Clarke’s save from Bernard Brogan in the semi-final win over Dublin is already the stuff of legend, but he remains typically modest about the moment. Asked if he remembered the save, he responded: “Not really.

“It’s a kind of situation where you try to live the moment. If you’re there thinking I’m going to do this or that it will go by you.

“It’s great when they hit you. There are manys a day when you go out and jump like that and they go under a leg or go by the side of my head and go into the goal. It’s probably about the hard work you put in on the training pitch with Peter (Burke). You might break things down slowly and try and practice certain aspects, whether it’s staying big or moving your hands.

“Some days it works and it’s great, other days it doesn’t. Lucky enough it hit me and maybe influenced the game.”
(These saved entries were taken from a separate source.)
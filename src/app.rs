use crate::config::SessionConfig;
use crate::core::audio::{SilentTransport, Transport};
use crate::core::clock::TimeSource;
use crate::core::input::{InputEvent, Keymap};
use crate::game::gameplay::{self, Phase, State};
use crate::screens::gameplay::{Frame, build_frame};
use log::{debug, info, warn};
use rand::SeedableRng;
use rand::rngs::StdRng;
use std::collections::VecDeque;

pub const CLICK_TO_START: &str = "Click to start";
pub const CLICK_TO_RESUME: &str = "Playback blocked: click to resume";
pub const PAUSED_MESSAGE: &str = "Paused";

/// Host-facing events queued by the app and drained by the caller.
#[derive(Debug, Clone, Copy, PartialEq, Eq)]
pub enum Notification {
    AutoplayBlocked,
    PlaybackResumed,
}

/// Owns the current session and drives it from a time source.
pub struct App<C: TimeSource> {
    config: SessionConfig,
    time: C,
    transport: Box<dyn Transport>,
    rng: StdRng,
    session: Option<State>,
    awaiting_gesture: bool,
    pending_input: VecDeque<InputEvent>,
    notifications: VecDeque<Notification>,
    last_tick: f64,
    sessions_started: u32,
}

impl<C: TimeSource> App<C> {
    pub fn new(config: SessionConfig, time: C) -> Self {
        let transport = SilentTransport::new(config.audio.clone(), config.autoplay_policy);
        Self::with_transport(config, time, Box::new(transport))
    }

    pub fn with_transport(config: SessionConfig, time: C, transport: Box<dyn Transport>) -> Self {
        // One generator per app so a fixed seed reproduces every restart in order.
        let rng = match config.seed {
            Some(seed) => {
                info!("Chart seed: {seed}");
                StdRng::seed_from_u64(seed)
            }
            None => StdRng::from_entropy(),
        };
        let last_tick = time.now();
        Self {
            config,
            time,
            transport,
            rng,
            session: None,
            awaiting_gesture: false,
            pending_input: VecDeque::new(),
            notifications: VecDeque::new(),
            last_tick,
            sessions_started: 0,
        }
    }

    pub fn phase(&self) -> Phase {
        self.session.as_ref().map_or(Phase::Idle, State::phase)
    }

    pub fn session(&self) -> Option<&State> {
        self.session.as_ref()
    }

    pub fn keymap(&self) -> &Keymap {
        &self.config.keymap
    }

    pub fn now(&self) -> f64 {
        self.time.now()
    }

    pub const fn awaiting_gesture(&self) -> bool {
        self.awaiting_gesture
    }

    pub const fn sessions_started(&self) -> u32 {
        self.sessions_started
    }

    pub fn transport(&self) -> &dyn Transport {
        self.transport.as_ref()
    }

    /// Current song time, or None while idle.
    pub fn song_time(&self) -> Option<f64> {
        let now = self.time.now();
        self.session.as_ref().map(|s| s.song_time(now))
    }

    pub fn center_message(&self) -> Option<&'static str> {
        if self.awaiting_gesture {
            return Some(CLICK_TO_RESUME);
        }
        match self.phase() {
            Phase::Idle => Some(CLICK_TO_START),
            Phase::Paused => Some(PAUSED_MESSAGE),
            Phase::Running => None,
        }
    }

    /// Start or restart from any phase with a fresh chart and zeroed score.
    pub fn start(&mut self, user_gesture: bool) {
        if let Some(previous) = self.session.take() {
            info!("Stage summary: {}", previous.summary().describe());
        }
        let now = self.time.now();
        let cfg = &self.config;
        self.session = Some(gameplay::init(
            cfg.tempo,
            cfg.difficulty,
            cfg.columns,
            cfg.auto_miss_stale_notes,
            now,
            &mut self.rng,
        ));
        self.sessions_started = self.sessions_started.saturating_add(1);
        self.pending_input.clear();
        self.last_tick = now;

        self.transport.pause();
        self.transport.seek_to_start();
        self.transport.tick(now);
        self.try_play(user_gesture);
    }

    /// Running -> Paused. Key events queued before the pause are judged first.
    pub fn pause(&mut self) -> bool {
        self.apply_pending_input();
        let now = self.time.now();
        let Some(state) = self.session.as_mut() else {
            return false;
        };
        if !state.pause(now) {
            return false;
        }
        self.transport.tick(now);
        self.transport.pause();
        true
    }

    /// Paused -> Running. Key events queued while paused are dropped.
    pub fn resume(&mut self, user_gesture: bool) -> bool {
        self.apply_pending_input();
        let now = self.time.now();
        let Some(state) = self.session.as_mut() else {
            return false;
        };
        if !state.resume(now) {
            return false;
        }
        self.transport.tick(now);
        self.try_play(user_gesture);
        true
    }

    /// Pointer gesture on the playfield: starts when idle, retries blocked
    /// playback, otherwise toggles pause.
    pub fn click(&mut self) {
        self.apply_pending_input();
        match self.phase() {
            Phase::Idle => self.start(true),
            Phase::Running if self.awaiting_gesture => self.try_play(true),
            Phase::Running => {
                self.pause();
            }
            Phase::Paused => {
                self.resume(true);
            }
        }
    }

    pub fn queue_input(&mut self, ev: InputEvent) {
        self.pending_input.push_back(ev);
    }

    pub fn drain_notifications(&mut self) -> Vec<Notification> {
        self.notifications.drain(..).collect()
    }

    fn try_play(&mut self, user_gesture: bool) {
        match self.transport.play(user_gesture) {
            Ok(()) => {
                if self.awaiting_gesture {
                    self.awaiting_gesture = false;
                    info!("Playback resumed after user gesture.");
                    self.notifications.push_back(Notification::PlaybackResumed);
                }
            }
            Err(e) => {
                if !self.awaiting_gesture {
                    warn!("{e}");
                    self.awaiting_gesture = true;
                    self.notifications.push_back(Notification::AutoplayBlocked);
                }
            }
        }
    }

    /// Feeds queued key events to the session in delivery order, against the
    /// phase they were made in.
    fn apply_pending_input(&mut self) {
        while let Some(ev) = self.pending_input.pop_front() {
            if self.session.is_none() {
                continue;
            }
            let recognised = ev.pressed && !ev.repeat && self.config.keymap.lane_for_key(&ev.key).is_some();
            if recognised && self.awaiting_gesture && self.phase() == Phase::Running {
                self.try_play(true);
            }
            if let Some(state) = self.session.as_mut()
                && let Some(outcome) = gameplay::handle_input(state, &self.config.keymap, &ev)
            {
                debug!(
                    "Key '{}' -> {} (note {:?}, {:+.1}ms)",
                    ev.key,
                    outcome.grade.label(),
                    outcome.note_index,
                    outcome.delta_s * 1000.0
                );
            }
        }
    }

    /// One cooperative step: applies queued key events in delivery order,
    /// advances the session and returns the frame to draw.
    pub fn tick(&mut self) -> Frame {
        let now = self.time.now();
        let delta_time = (now - self.last_tick).max(0.0) as f32;
        self.last_tick = now;
        self.transport.tick(now);
        self.apply_pending_input();

        if let Some(state) = self.session.as_mut() {
            gameplay::update(state, now, delta_time);
        }

        build_frame(
            self.session.as_ref(),
            &self.config.keymap,
            self.config.columns,
            now,
            self.center_message(),
        )
    }

    /// Fixed-cadence loop for `duration_s` seconds of wall time. `wait` blocks
    /// or advances the time source by one frame interval; `on_frame` sees each
    /// frame and may queue input or issue commands.
    pub fn run<W, F>(&mut self, duration_s: f64, frame_rate: u32, mut wait: W, mut on_frame: F)
    where
        W: FnMut(f64),
        F: FnMut(&mut Self, &Frame),
    {
        let interval = 1.0 / f64::from(frame_rate.max(1));
        let end = self.time.now() + duration_s.max(0.0);
        info!("Running for {duration_s:.1}s at {frame_rate} Hz");
        while self.time.now() < end {
            let frame = self.tick();
            on_frame(self, &frame);
            wait(interval);
        }
    }

    /// Ends the current session, logging its summary.
    pub fn shutdown(&mut self) {
        self.transport.pause();
        if let Some(state) = self.session.take() {
            info!("Stage summary: {}", state.summary().describe());
        }
    }
}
Asked why he became a goalkeeper in the first place, Clarke pointed to a netminder in a different code as his major influence.

“I think I had a lot of admiration for Peter Schmeichel at the time. He was a big man and had a big personality at Manchester United.

“I think I was also put in goal a few times in the yard in school and the ball must have hit off me a few times. I kind of developed from that. But definitely Peter Schmeichel, I watched him on the telly a lot at the time and probably enjoyed it. A lot of my mentors as well at the time were goalkeepers as well.

“Liam Higgins was a goalkeeper. I can’t remember a lot but he was a goalkeeper and Barry Murphy too played for Ballina and he was one of my first goalkeeping coaches. They probably had a bit of an influence but never told me to go in goal. It was just that I liked it. But it was definitely a help that they were goalkeepers.”